Ces faits révèlent l’ampleur des perturbations que traverse la science en ce moment. Ils expriment les transformations rapides et profondes, que connaît la recherche scientifique à la fois dans ses modes d’organisation institutionnelle, ses pratiques et identités professionnelles, ses infrastructures et ses potentialités technoscientifiques – notamment les bio-cogno-nano-infosciences. Ces changements s’ajoutent à ceux que connaît le monde de la recherche depuis les années 1980 liés à la globalisation, le fonctionnement en mode de projet, les modes de financement, qui ont modifié la temporalité, les objectifs et les critères d’évaluation scientifiques. Ces transformations mettent les chercheurs.ses et les organismes de recherche dans des situations d’injonctions paradoxales et impactent profondément les métiers, les identités et les modèles professionnels. Bref, la recherche traverse une crise silencieuse, souvent vécue sous la forme d’un malaise par les acteurs/trices de la recherche et le besoin de renouveler le pacte de confiance envers la société.
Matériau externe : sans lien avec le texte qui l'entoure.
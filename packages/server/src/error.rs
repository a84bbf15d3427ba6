//! Application-level error type returned by handlers.
//!
//! The client reads plain text on failure, so every variant becomes a
//! `text/plain` body with the matching status code.

use axum::{
    http::StatusCode,
    response::{IntoResponse, Response},
};
use maltego::DecodeError;

/// An error that a handler can return; converts directly to an HTTP response.
#[derive(Debug)]
pub enum AppError {
    NotFound(String),
    BadRequest(String),
}

impl IntoResponse for AppError {
    fn into_response(self) -> Response {
        let (status, message) = match self {
            AppError::NotFound(msg) => (StatusCode::NOT_FOUND, msg),
            AppError::BadRequest(msg) => (StatusCode::BAD_REQUEST, msg),
        };
        (status, message).into_response()
    }
}

impl From<DecodeError> for AppError {
    fn from(e: DecodeError) -> Self {
        AppError::BadRequest(e.to_string())
    }
}
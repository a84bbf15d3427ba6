//! The per-request [`Transform`] builder.
//!
//! A transform holds the decoded request (read-only) and stages the reply:
//! entities and UI messages go into a response, coded exceptions into an
//! exception message. [`Transform::render`] turns whatever is staged into
//! wire text; the request is never echoed back.

use thiserror::Error;

use crate::codec::{decode, DecodeError, Encoder};
use crate::entity::Entity;
use crate::escape::escape;
use crate::message::{
    Exception, ExceptionMessage, MaltegoMessage, Payload, RequestMessage, ResponseMessage,
    UiMessage,
};
use crate::types::UiMessageType;

/// Weight given to entities created through [`Transform::add_entity`].
pub const DEFAULT_WEIGHT: &str = "100";

#[derive(Debug, Error)]
pub enum TransformError {
    #[error("could not decode request: {0}")]
    Decode(#[from] DecodeError),

    #[error("message has no {0} payload")]
    MissingRequest(&'static str),

    /// A transform body gave up. The text is shown to the analyst.
    #[error("{0}")]
    Failed(String),
}

impl TransformError {
    /// Wrap any displayable error as a transform failure.
    pub fn failed(err: impl std::fmt::Display) -> Self {
        TransformError::Failed(err.to_string())
    }
}

/// Builder for one transform run.
#[derive(Debug, Clone, Default)]
pub struct Transform {
    request: Option<RequestMessage>,
    response: Option<ResponseMessage>,
    exceptions: Option<ExceptionMessage>,
}

impl Transform {
    /// An empty transform with no request, e.g. for local runs.
    pub fn new() -> Self {
        Self::default()
    }

    /// A transform answering `request`.
    pub fn with_request(request: RequestMessage) -> Self {
        Self {
            request: Some(request),
            ..Self::default()
        }
    }

    /// Decode `bytes` and require a request payload.
    pub fn from_request(bytes: &[u8]) -> Result<Self, TransformError> {
        match decode(bytes)?.payload {
            Some(Payload::Request(request)) => Ok(Self::with_request(request)),
            _ => Err(TransformError::MissingRequest(
                crate::message::REQUEST_ELEMENT,
            )),
        }
    }

    pub fn request(&self) -> Option<&RequestMessage> {
        self.request.as_ref()
    }

    /// The first entity of the request. The client always sends exactly one.
    pub fn input_entity(&self) -> Option<&Entity> {
        self.request.as_ref().and_then(|r| r.entities.first())
    }

    /// A named transform setting from the request, or `""`.
    pub fn transform_field(&self, name: &str) -> &str {
        self.request
            .as_ref()
            .map(|r| r.transform_field(name))
            .unwrap_or("")
    }

    /// Append an entity to the response and return it for further setup.
    ///
    /// `value` is escaped; the weight is [`DEFAULT_WEIGHT`].
    pub fn add_entity(&mut self, entity_type: &str, value: &str) -> &mut Entity {
        let entities = &mut self.response.get_or_insert_with(Default::default).entities;
        entities.push(Entity::new(entity_type, escape(value), DEFAULT_WEIGHT));
        let last = entities.len() - 1;
        &mut entities[last]
    }

    /// Append a UI message to the response. `text` is stored as given.
    pub fn add_ui_message(&mut self, text: &str, message_type: UiMessageType) {
        self.response
            .get_or_insert_with(Default::default)
            .ui_messages
            .push(UiMessage {
                text: text.to_string(),
                message_type,
            });
    }

    pub fn add_exception(&mut self, text: &str, code: &str) {
        self.exceptions
            .get_or_insert_with(Default::default)
            .exceptions
            .push(Exception {
                text: text.to_string(),
                code: code.to_string(),
            });
    }

    pub fn response(&self) -> Option<&ResponseMessage> {
        self.response.as_ref()
    }

    pub fn has_response(&self) -> bool {
        self.response.is_some()
    }

    pub fn has_exceptions(&self) -> bool {
        self.exceptions.is_some()
    }

    /// The envelope [`render`](Self::render) would encode: the response when
    /// one is staged, otherwise the exceptions, otherwise nothing.
    pub fn message(&self) -> MaltegoMessage {
        if let Some(response) = &self.response {
            MaltegoMessage::response(response.clone())
        } else if let Some(exceptions) = &self.exceptions {
            MaltegoMessage::exception(exceptions.clone())
        } else {
            MaltegoMessage::default()
        }
    }

    /// Encode the staged reply.
    ///
    /// Encoding failures are logged and whatever was written before the
    /// failure is returned.
    pub fn render(&self) -> String {
        let mut encoder = Encoder::new();
        if let Err(e) = encoder.message(&self.message()) {
            tracing::warn!("failed to encode transform output: {e}");
        }
        encoder.finish()
    }

    /// Drop the staged response and encode the staged exceptions.
    pub fn render_as_exception(&mut self) -> String {
        self.response = None;
        self.render()
    }
}
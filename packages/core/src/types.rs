//! Closed vocabularies of the transform protocol.
//!
//! Each enum here has a fixed wire string, returned by `as_str()` and used
//! verbatim by the encoder. `FromStr` accepts exactly those strings.

use serde::{Deserialize, Serialize};

/// How the client merges a field when two entities collide.
///
/// Serialises as `"strict"` or `"loose"`. Any other wire text is kept
/// verbatim in [`MatchingRule::Other`] so a decoded field re-encodes as it
/// arrived.
#[derive(Debug, Clone, Serialize, Deserialize, PartialEq, Eq)]
#[serde(rename_all = "lowercase")]
pub enum MatchingRule {
    /// The field must be equal for two entities to be merged.
    Strict,
    /// The field is ignored when deciding whether to merge.
    Loose,
    #[serde(untagged)]
    Other(String),
}

impl MatchingRule {
    pub fn as_str(&self) -> &str {
        match self {
            MatchingRule::Strict => "strict",
            MatchingRule::Loose => "loose",
            MatchingRule::Other(s) => s,
        }
    }

    /// The rule named by `s`, keeping unknown text as [`MatchingRule::Other`].
    pub fn from_wire(s: &str) -> Self {
        s.parse().unwrap_or_else(|_| MatchingRule::Other(s.to_string()))
    }
}

impl std::fmt::Display for MatchingRule {
    fn fmt(&self, f: &mut std::fmt::Formatter<'_>) -> std::fmt::Result {
        f.write_str(self.as_str())
    }
}

impl std::str::FromStr for MatchingRule {
    type Err = String;
    fn from_str(s: &str) -> Result<Self, Self::Err> {
        match s {
            "strict" => Ok(MatchingRule::Strict),
            "loose" => Ok(MatchingRule::Loose),
            _ => Err(format!(
                "unknown matching rule {:?}; expected one of: strict, loose",
                s
            )),
        }
    }
}

/// Severity of a message shown in the client's output pane.
///
/// Decoding keeps unrecognised severities in [`UiMessageType::Other`].
#[derive(Debug, Clone, Serialize, Deserialize, PartialEq, Eq)]
pub enum UiMessageType {
    FatalError,
    PartialError,
    Inform,
    Debug,
    #[serde(untagged)]
    Other(String),
}

impl UiMessageType {
    pub fn as_str(&self) -> &str {
        match self {
            UiMessageType::FatalError => "FatalError",
            UiMessageType::PartialError => "PartialError",
            UiMessageType::Inform => "Inform",
            UiMessageType::Debug => "Debug",
            UiMessageType::Other(s) => s,
        }
    }

    /// The severity named by `s`, keeping unknown text as
    /// [`UiMessageType::Other`].
    pub fn from_wire(s: &str) -> Self {
        s.parse().unwrap_or_else(|_| UiMessageType::Other(s.to_string()))
    }
}

impl std::fmt::Display for UiMessageType {
    fn fmt(&self, f: &mut std::fmt::Formatter<'_>) -> std::fmt::Result {
        f.write_str(self.as_str())
    }
}

impl std::str::FromStr for UiMessageType {
    type Err = String;
    fn from_str(s: &str) -> Result<Self, Self::Err> {
        match s {
            "FatalError" => Ok(UiMessageType::FatalError),
            "PartialError" => Ok(UiMessageType::PartialError),
            "Inform" => Ok(UiMessageType::Inform),
            "Debug" => Ok(UiMessageType::Debug),
            _ => Err(format!(
                "unknown UI message type {:?}; expected one of: \
                 FatalError, PartialError, Inform, Debug",
                s
            )),
        }
    }
}

/// Bookmark colour codes. The wire form is the numeric code as text.
#[derive(Debug, Clone, Copy, Serialize, Deserialize, PartialEq, Eq)]
pub enum BookmarkColor {
    None,
    Blue,
    Green,
    Yellow,
    Orange,
    Red,
}

impl BookmarkColor {
    pub fn as_str(&self) -> &'static str {
        match self {
            BookmarkColor::None => "-1",
            BookmarkColor::Blue => "0",
            BookmarkColor::Green => "1",
            BookmarkColor::Yellow => "2",
            BookmarkColor::Orange => "3",
            BookmarkColor::Red => "4",
        }
    }
}

impl std::fmt::Display for BookmarkColor {
    fn fmt(&self, f: &mut std::fmt::Formatter<'_>) -> std::fmt::Result {
        f.write_str(self.as_str())
    }
}

impl std::str::FromStr for BookmarkColor {
    type Err = String;
    fn from_str(s: &str) -> Result<Self, Self::Err> {
        match s {
            "-1" => Ok(BookmarkColor::None),
            "0" => Ok(BookmarkColor::Blue),
            "1" => Ok(BookmarkColor::Green),
            "2" => Ok(BookmarkColor::Yellow),
            "3" => Ok(BookmarkColor::Orange),
            "4" => Ok(BookmarkColor::Red),
            _ => Err(format!("unknown bookmark colour code {:?}; expected -1..4", s)),
        }
    }
}

/// Stroke style of the link drawn to an entity. The wire form is the numeric
/// code as text.
#[derive(Debug, Clone, Copy, Serialize, Deserialize, PartialEq, Eq)]
pub enum LinkStyle {
    Normal,
    Dashed,
    Dotted,
    DashDot,
}

impl LinkStyle {
    pub fn as_str(&self) -> &'static str {
        match self {
            LinkStyle::Normal => "0",
            LinkStyle::Dashed => "1",
            LinkStyle::Dotted => "2",
            LinkStyle::DashDot => "3",
        }
    }
}

impl std::fmt::Display for LinkStyle {
    fn fmt(&self, f: &mut std::fmt::Formatter<'_>) -> std::fmt::Result {
        f.write_str(self.as_str())
    }
}

impl std::str::FromStr for LinkStyle {
    type Err = String;
    fn from_str(s: &str) -> Result<Self, Self::Err> {
        match s {
            "0" => Ok(LinkStyle::Normal),
            "1" => Ok(LinkStyle::Dashed),
            "2" => Ok(LinkStyle::Dotted),
            "3" => Ok(LinkStyle::DashDot),
            _ => Err(format!("unknown link style code {:?}; expected 0..3", s)),
        }
    }
}

/// Direction of the link between the input entity and a returned entity.
#[derive(Debug, Clone, Copy, Serialize, Deserialize, PartialEq, Eq)]
#[serde(rename_all = "kebab-case")]
pub enum LinkDirection {
    OutputToInput,
    InputToOutput,
    Bidirectional,
}

impl LinkDirection {
    pub fn as_str(&self) -> &'static str {
        match self {
            LinkDirection::OutputToInput => "output-to-input",
            LinkDirection::InputToOutput => "input-to-output",
            LinkDirection::Bidirectional => "bidirectional",
        }
    }
}

impl std::fmt::Display for LinkDirection {
    fn fmt(&self, f: &mut std::fmt::Formatter<'_>) -> std::fmt::Result {
        f.write_str(self.as_str())
    }
}

impl std::str::FromStr for LinkDirection {
    type Err = String;
    fn from_str(s: &str) -> Result<Self, Self::Err> {
        match s {
            "output-to-input" => Ok(LinkDirection::OutputToInput),
            "input-to-output" => Ok(LinkDirection::InputToOutput),
            "bidirectional" => Ok(LinkDirection::Bidirectional),
            _ => Err(format!(
                "unknown link direction {:?}; expected one of: \
                 output-to-input, input-to-output, bidirectional",
                s
            )),
        }
    }
}

/// Field names the client interprets as link and annotation properties.
pub mod properties {
    pub const LINK_COLOR: &str = "link#maltego.link.color";
    pub const LINK_STYLE: &str = "link#maltego.link.style";
    pub const LINK_THICKNESS: &str = "link#maltego.link.thickness";
    pub const LINK_LABEL: &str = "link#maltego.link.label";
    pub const LINK_DIRECTION: &str = "link#maltego.link.direction";
    pub const BOOKMARK: &str = "bookmark#";
    pub const NOTES: &str = "notes#";
}

/// Built-in entity types, all under the `maltego.` namespace.
pub mod entity_types {
    pub const AS: &str = "maltego.AS";
    pub const AFFILIATION: &str = "maltego.Affiliation";
    pub const ALIAS: &str = "maltego.Alias";
    pub const BANNER: &str = "maltego.Banner";
    pub const BUILT_WITH_RELATIONSHIP: &str = "maltego.BuiltWithRelationship";
    pub const BUILT_WITH_TECHNOLOGY: &str = "maltego.BuiltWithTechnology";
    pub const CIRCULAR_AREA: &str = "maltego.CircularArea";
    pub const COMPANY: &str = "maltego.Company";
    pub const DNS_NAME: &str = "maltego.DNSName";
    pub const DATE_TIME: &str = "maltego.DateTime";
    pub const DEVICE: &str = "maltego.Device";
    pub const DOCUMENT: &str = "maltego.Document";
    pub const DOMAIN: &str = "maltego.Domain";
    pub const EMAIL_ADDRESS: &str = "maltego.EmailAddress";
    pub const FILE: &str = "maltego.File";
    pub const GPS: &str = "maltego.GPS";
    pub const HASH: &str = "maltego.Hash";
    pub const IPV4_ADDRESS: &str = "maltego.IPv4Address";
    pub const IMAGE: &str = "maltego.Image";
    pub const LOCATION: &str = "maltego.Location";
    pub const MX_RECORD: &str = "maltego.MXRecord";
    pub const NS_RECORD: &str = "maltego.NSRecord";
    pub const NETBLOCK: &str = "maltego.Netblock";
    pub const ORGANIZATION: &str = "maltego.Organization";
    pub const PERSON: &str = "maltego.Person";
    pub const PHONE_NUMBER: &str = "maltego.PhoneNumber";
    pub const PHRASE: &str = "maltego.Phrase";
    pub const PORT: &str = "maltego.Port";
    pub const SENTIMENT: &str = "maltego.Sentiment";
    pub const SERVICE: &str = "maltego.Service";
    pub const TWIT: &str = "maltego.Twit";
    pub const URL: &str = "maltego.URL";
    pub const UNIQUE_IDENTIFIER: &str = "maltego.UniqueIdentifier";
    pub const WEB_TITLE: &str = "maltego.WebTitle";
    pub const WEBSITE: &str = "maltego.Website";
}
Cette situation induit de nombreuses initiatives institutionnelles, collectives et individuelles pour mettre en place des dispositifs en faveur de l’éthique de la recherche et de l’intégrité scientifique (2015 : Charte nationale de déontologie des métiers de la recherche, révisée en 2017 ; Avril 2016 : Code de la recherche ; Mai 2016 : Arrêté sur la formation doctorale et l’obligation d’une formation en éthique de la recherche et intégrité scientifique ; Juin 2016 : Rapport sur l’intégrité scientifique remis au Secrétaire d’état à l’enseignement supérieur et à la recherche et enseignement supérieur, Thierry Mandon, par Pierre Corvol ; mars 2017 : création de l’Office Français pour l’Intégrité scientifique).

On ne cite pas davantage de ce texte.